No pre-approval bridging study will be required, said the Union health ministry
India has decided to grant emergency approval to all vaccines against the novel coronavirus disease (COVID-19) approved by foreign drug regulators, said the Union Ministry of Health and Family Welfare in a statement April 13, 2021. Pre-approval bridging studies that were required for Covishield and Sputnik vaccines will not be mandatory.
A post-approval parallel bridging study will be conducted, the ministry said. "The first 100 beneficiaries of such foreign vaccines shall be assessed for seven days for safety outcomes before it is rolled out for further immunisation programmes within the country."
Vaccine candidates approved by regulators such as the United States Food and Drug Administration, European Medicines Agency, Medicines and healthcare products Regulatory Agency of the United Kingdom, Pharmaceuticals and Medical Devices Agency of Japan, or, those in the emergency use list of the World Health Organization, will be authorised for emergency use in the country, the ministry said.

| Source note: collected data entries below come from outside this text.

//! Removing variants from a PLINK bfile set without calling out to PLINK.
//!
//! A variant-major .bed file is three magic bytes followed by one block of
//! `ceil(n_samples / 4)` bytes per variant, in .bim order, so excluding a
//! variant means dropping its .bim line and its .bed block.

use anyhow::{bail, ensure, Context, Result};
use gs_types::bfile::BFileSet;
use log::info;
use std::collections::HashSet;
use std::fs::File;
use std::io::{BufRead, BufReader, BufWriter, Read, Write};
use std::path::Path;

/// .bed magic number followed by the variant-major mode byte.
pub const BED_MAGIC: [u8; 3] = [0x6c, 0x1b, 0x01];

/// Bytes per variant block for `num_samples` samples at 2 bits each.
pub fn bytes_per_variant(num_samples: usize) -> usize {
    num_samples.div_ceil(4)
}

#[derive(Debug, Clone, Copy, PartialEq, Eq)]
pub struct PruneSummary {
    pub total: usize,
    pub kept: usize,
    pub removed: usize,
}

/// Write a copy of `input` to `out_prefix.{bed,bim,fam}` without the
/// variants whose IDs are in `exclude`.
pub fn prune_variants(
    input: &BFileSet,
    exclude: &HashSet<String>,
    out_prefix: &Path,
) -> Result<BFileSet> {
    let output = BFileSet::from_prefix(out_prefix, input.ancestry);
    let summary = prune_into(input, exclude, &output)?;
    info!(
        "Pruned {} of {} variants from {} ({} kept)",
        summary.removed,
        summary.total,
        input.prefix.display(),
        summary.kept
    );
    Ok(output)
}

fn prune_into(
    input: &BFileSet,
    exclude: &HashSet<String>,
    output: &BFileSet,
) -> Result<PruneSummary> {
    let num_samples = input.num_samples()?;
    let block = bytes_per_variant(num_samples);

    // .bim: decide which variants survive
    let bim_in = BufReader::new(
        File::open(&input.bim).with_context(|| input.bim.display().to_string())?,
    );
    let mut bim_out = BufWriter::new(
        File::create(&output.bim).with_context(|| output.bim.display().to_string())?,
    );
    let mut keep = Vec::new();
    for (i, line) in bim_in.lines().enumerate() {
        let line = line.with_context(|| input.bim.display().to_string())?;
        if line.trim().is_empty() {
            continue;
        }
        let Some(id) = line.split_whitespace().nth(1) else {
            bail!("{}: line {} is not a valid .bim record", input.bim.display(), i + 1);
        };
        let kept = !exclude.contains(id);
        if kept {
            writeln!(bim_out, "{line}")?;
        }
        keep.push(kept);
    }
    bim_out.flush()?;

    // .bed: copy the blocks of surviving variants
    let bed_len = std::fs::metadata(&input.bed)
        .with_context(|| input.bed.display().to_string())?
        .len();
    let expected_len = (BED_MAGIC.len() + keep.len() * block) as u64;
    ensure!(
        bed_len == expected_len,
        "{} is {bed_len} bytes, but {} variants x {num_samples} samples requires {expected_len}",
        input.bed.display(),
        keep.len(),
    );

    let mut bed_in = BufReader::new(File::open(&input.bed)?);
    let mut magic = [0u8; 3];
    bed_in.read_exact(&mut magic)?;
    ensure!(
        magic == BED_MAGIC,
        "{} is not a variant-major PLINK .bed file",
        input.bed.display()
    );
    let mut bed_out = BufWriter::new(
        File::create(&output.bed).with_context(|| output.bed.display().to_string())?,
    );
    bed_out.write_all(&BED_MAGIC)?;
    let mut buf = vec![0u8; block];
    for &kept in &keep {
        bed_in.read_exact(&mut buf)?;
        if kept {
            bed_out.write_all(&buf)?;
        }
    }
    bed_out.flush()?;

    std::fs::copy(&input.fam, &output.fam).with_context(|| {
        format!("copying {} to {}", input.fam.display(), output.fam.display())
    })?;

    let kept = keep.iter().filter(|&&k| k).count();
    Ok(PruneSummary {
        total: keep.len(),
        kept,
        removed: keep.len() - kept,
    })
}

The Drugs Controller General of India approved Russia’s Sputnik V vaccine for ‘emergency use’ amid a second and more severe surge of COVID-19 cases in the country, reported Reuters. The news was announced by the Russian Direct Investment Fund on Monday.
Sputnik V becomes the third vaccine candidate available in India and India is the latest among the 60 countries to have subscribed to the vaccine.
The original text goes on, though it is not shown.